Dass auch Hartz-IV-Bezieher ein Recht auf Intimität und Datenschutz haben, hat sich nun auch in Kassel herum gesprochen. Das Jobcenter Kassel teilte nunmehr mit, die bisherige Praxis zu ändern und keine Mietbescheinigungen seitens der Vermieter per Zwang und Sanktionsandrohung einzuholen.

Alle sechs Monate mussten Bezieher nach dem SGB II in Kassel sogenannte Mietbescheinigungen unterschrieben vom Vermieter beim Jobcenter vorlegen. Rund 11.000 Haushalte waren in der Stadt von dieser rechtswidrigen Praxis betroffen. Wer sich bislang weigerte, diese Bescheinigung unterschreiben zu lassen, risikierte eine Streichung der Unterkunftskosten.

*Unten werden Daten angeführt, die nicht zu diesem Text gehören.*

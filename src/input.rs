//! Evaluation inputs: coordinate vectors held at call precision.

use crate::error::{KernelError, Result};

/// Numeric width of one evaluation session.
#[derive(Debug, Clone, Copy, PartialEq, Eq)]
pub enum DType {
    F32,
    F64,
}

/// One coordinate vector stored at call width. The raw buffer pointer feeds a
/// leading argument slot of the native call.
#[derive(Debug, Clone)]
pub enum CoordVec {
    F32(Vec<f32>),
    F64(Vec<f64>),
}

impl CoordVec {
    pub fn len(&self) -> usize {
        match self {
            CoordVec::F32(v) => v.len(),
            CoordVec::F64(v) => v.len(),
        }
    }

    pub fn is_empty(&self) -> bool {
        self.len() == 0
    }

    /// Widened copy for interpreted evaluation.
    pub fn to_f64_vec(&self) -> Vec<f64> {
        match self {
            CoordVec::F32(v) => v.iter().map(|&x| f64::from(x)).collect(),
            CoordVec::F64(v) => v.clone(),
        }
    }

    pub(crate) fn as_ptr_word(&self) -> u64 {
        match self {
            CoordVec::F32(v) => v.as_ptr() as u64,
            CoordVec::F64(v) => v.as_ptr() as u64,
        }
    }
}

/// An immutable set of evaluation coordinates plus a dtype.
///
/// Created once per session and reused across many parameter evaluations.
/// One vector means 1-D evaluation over `q`, two vectors mean 2-D over
/// `(qx, qy)`. The buffers are never mutated after construction, so pointers
/// handed to native code stay valid for the input's lifetime.
#[derive(Debug, Clone)]
pub struct EvaluationInput {
    coords: Vec<CoordVec>,
    dtype: DType,
    nq: usize,
}

impl EvaluationInput {
    pub fn new(q_vectors: &[Vec<f64>], dtype: DType) -> Result<Self> {
        if q_vectors.is_empty() || q_vectors.len() > 2 {
            return Err(KernelError::InvalidInput(format!(
                "expected 1 or 2 coordinate vectors, got {}",
                q_vectors.len()
            )));
        }
        let nq = q_vectors[0].len();
        if q_vectors.iter().any(|v| v.len() != nq) {
            return Err(KernelError::InvalidInput(
                "coordinate vectors have unequal lengths".into(),
            ));
        }
        let coords = q_vectors
            .iter()
            .map(|v| match dtype {
                DType::F32 => CoordVec::F32(v.iter().map(|&x| x as f32).collect()),
                DType::F64 => CoordVec::F64(v.clone()),
            })
            .collect();
        Ok(Self { coords, dtype, nq })
    }

    pub fn is_2d(&self) -> bool {
        self.coords.len() == 2
    }

    pub fn nq(&self) -> usize {
        self.nq
    }

    pub fn dtype(&self) -> DType {
        self.dtype
    }

    pub fn coords(&self) -> &[CoordVec] {
        &self.coords
    }

    /// Raw buffer addresses of the coordinate vectors, in declared order.
    pub(crate) fn coord_ptr_words(&self) -> Vec<u64> {
        self.coords.iter().map(CoordVec::as_ptr_word).collect()
    }
}
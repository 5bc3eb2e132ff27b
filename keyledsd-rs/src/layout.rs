/* Keyboard layout descriptions: per-model XML files mapping device keys to
 * names and physical positions. The file for a device is named
 * `<model>_<layout id in hex>.xml` and searched in the configured layout
 * paths followed by the XDG data directories. */

use std::io::BufRead;
use std::path::{Path, PathBuf};

use quick_xml::events::Event;
use quick_xml::Reader;
use thiserror::Error;
use tracing::{info, warn};

use crate::keydb::Rect;

#[derive(Debug, Error)]
pub enum LayoutError {
    #[error("XML error at position {position}: {source}")]
    Xml {
        position: u64,
        #[source]
        source: quick_xml::Error,
    },
    #[error("invalid attribute {name}: {value}")]
    InvalidAttribute { name: String, value: String },
}

#[derive(Debug, Clone, PartialEq, Eq)]
pub struct LayoutKey {
    pub block: u16,
    pub code: u8,
    pub name: Option<String>,
    pub rect: Rect,
}

#[derive(Debug, Clone, Default, PartialEq, Eq)]
pub struct LayoutDescription {
    pub name: String,
    pub keys: Vec<LayoutKey>,
}

impl LayoutDescription {
    /* Parse a layout document. Any element named `key` contributes an entry;
     * the surrounding structure is free-form. */
    pub fn parse(input: impl BufRead) -> Result<Self, LayoutError> {
        let mut reader = Reader::from_reader(input);
        reader.config_mut().trim_text(true);

        let mut description = LayoutDescription::default();
        let mut buf = Vec::new();

        loop {
            let event = reader.read_event_into(&mut buf).map_err(|source| {
                LayoutError::Xml { position: reader.buffer_position(), source }
            })?;
            match event {
                Event::Start(ref element) | Event::Empty(ref element) => {
                    let tag = element.name();
                    match tag.as_ref() {
                        b"keyboard" => {
                            for attr in element.attributes().flatten() {
                                if attr.key.as_ref() == b"name" {
                                    description.name =
                                        String::from_utf8_lossy(&attr.value).into_owned();
                                }
                            }
                        }
                        b"key" => {
                            if let Some(key) = parse_key(element)? {
                                description.keys.push(key);
                            }
                        }
                        _ => {}
                    }
                }
                Event::Eof => break,
                _ => {}
            }
            buf.clear();
        }
        Ok(description)
    }

    /* Locate and parse the layout file for a device, trying `paths` in
     * order. Returns an empty description when no file matches; the key
     * database then falls back to device-reported names. */
    pub fn load(model: &str, layout_id: u8, paths: &[PathBuf]) -> Self {
        let file_name = format!("{model}_{layout_id:04x}.xml");
        for dir in paths {
            let full = dir.join(&file_name);
            let Ok(file) = std::fs::File::open(&full) else {
                continue;
            };
            match Self::parse(std::io::BufReader::new(file)) {
                Ok(description) => {
                    info!("loaded layout {}", full.display());
                    return description;
                }
                Err(err) => {
                    warn!("layout {}: {err}", full.display());
                }
            }
        }
        Self::default()
    }
}

/* Search path for layout files: configured directories first, then the XDG
 * data directories. */
pub fn layout_paths(configured: &[String]) -> Vec<PathBuf> {
    let mut paths: Vec<PathBuf> = configured.iter().map(PathBuf::from).collect();
    if let Ok(home) = std::env::var("XDG_DATA_HOME") {
        paths.push(Path::new(&home).join("keyledsd/layouts"));
    } else if let Ok(home) = std::env::var("HOME") {
        paths.push(Path::new(&home).join(".local/share/keyledsd/layouts"));
    }
    let system = std::env::var("XDG_DATA_DIRS")
        .unwrap_or_else(|_| "/usr/local/share:/usr/share".to_string());
    for dir in system.split(':').filter(|d| !d.is_empty()) {
        paths.push(Path::new(dir).join("keyledsd/layouts"));
    }
    paths
}

fn parse_key(element: &quick_xml::events::BytesStart<'_>) -> Result<Option<LayoutKey>, LayoutError> {
    let mut block = None;
    let mut code = None;
    let mut name = None;
    let mut rect = Rect::default();

    for attr in element.attributes().flatten() {
        let value = String::from_utf8_lossy(&attr.value).into_owned();
        let key = attr.key;
        let parse_num = |radix_aware: &str| -> Result<u32, LayoutError> {
            let text = radix_aware.trim();
            let parsed = if let Some(hex) = text.strip_prefix("0x") {
                u32::from_str_radix(hex, 16)
            } else {
                text.parse()
            };
            parsed.map_err(|_| LayoutError::InvalidAttribute {
                name: String::from_utf8_lossy(key.as_ref()).into_owned(),
                value: text.to_string(),
            })
        };

        match key.as_ref() {
            b"block" => block = Some(parse_num(&value)? as u16),
            b"code" => code = Some(parse_num(&value)? as u8),
            b"name" => name = Some(value),
            b"x0" => rect.x0 = parse_num(&value)?,
            b"y0" => rect.y0 = parse_num(&value)?,
            b"x1" => rect.x1 = parse_num(&value)?,
            b"y1" => rect.y1 = parse_num(&value)?,
            _ => {}
        }
    }

    /* entries without an address are decorative, skip them */
    let (Some(block), Some(code)) = (block, code) else {
        return Ok(None);
    };
    Ok(Some(LayoutKey { block, code, name, rect }))
}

Nun stärkte aber ein Urteil des Bundessozialgerichts im Januar 2012 die Datenschutz-Rechte von Hartz IV-Betroffenen. „Der Mieter darf nicht durch den Leistungsträger gezwungen werden, seinen Hartz-IV-Bezug gegenüber dem Vermieter zu offenbaren“, hieß es in dem Urteil (Aktenzeichen: B 14 AS 65/11). Trotz dieser wichtigen Entscheidung sahen sich die Verantwortlichen in Kassel nicht in der Lage, dem Richterspruch in die Tat umzusetzen, obwohl das Bundessozialgericht sogar in Kassel in direkter Nachbarschaft angesiedelt ist. Bis Anfang 2013 hielten die Jobcenter-Leiter an der rechtswidrigen Praxis fest. So sagte der Amtsleiter Detlev Ruchhöft gegenüber der „HNA“: „Wir waren davon ausgegangen, dass unsere Kunden zur Vorlage verpflichtet sind“.

Im Kassler Sozialausschuss beschloss man aber nun, dass Sanktionen aufgrund einer Nichtvorlage nicht erteilt werden dürfen. Weil man aber die festgesetzten Mietobergrenzen ständig mit dem örtlichen Mietpreis abgleichen muss, werde das Jobcenter weiterhin um die Bescheinigung bitten, allerdings ohne Androhung von Strafe, wie man nun gelobt. (sb)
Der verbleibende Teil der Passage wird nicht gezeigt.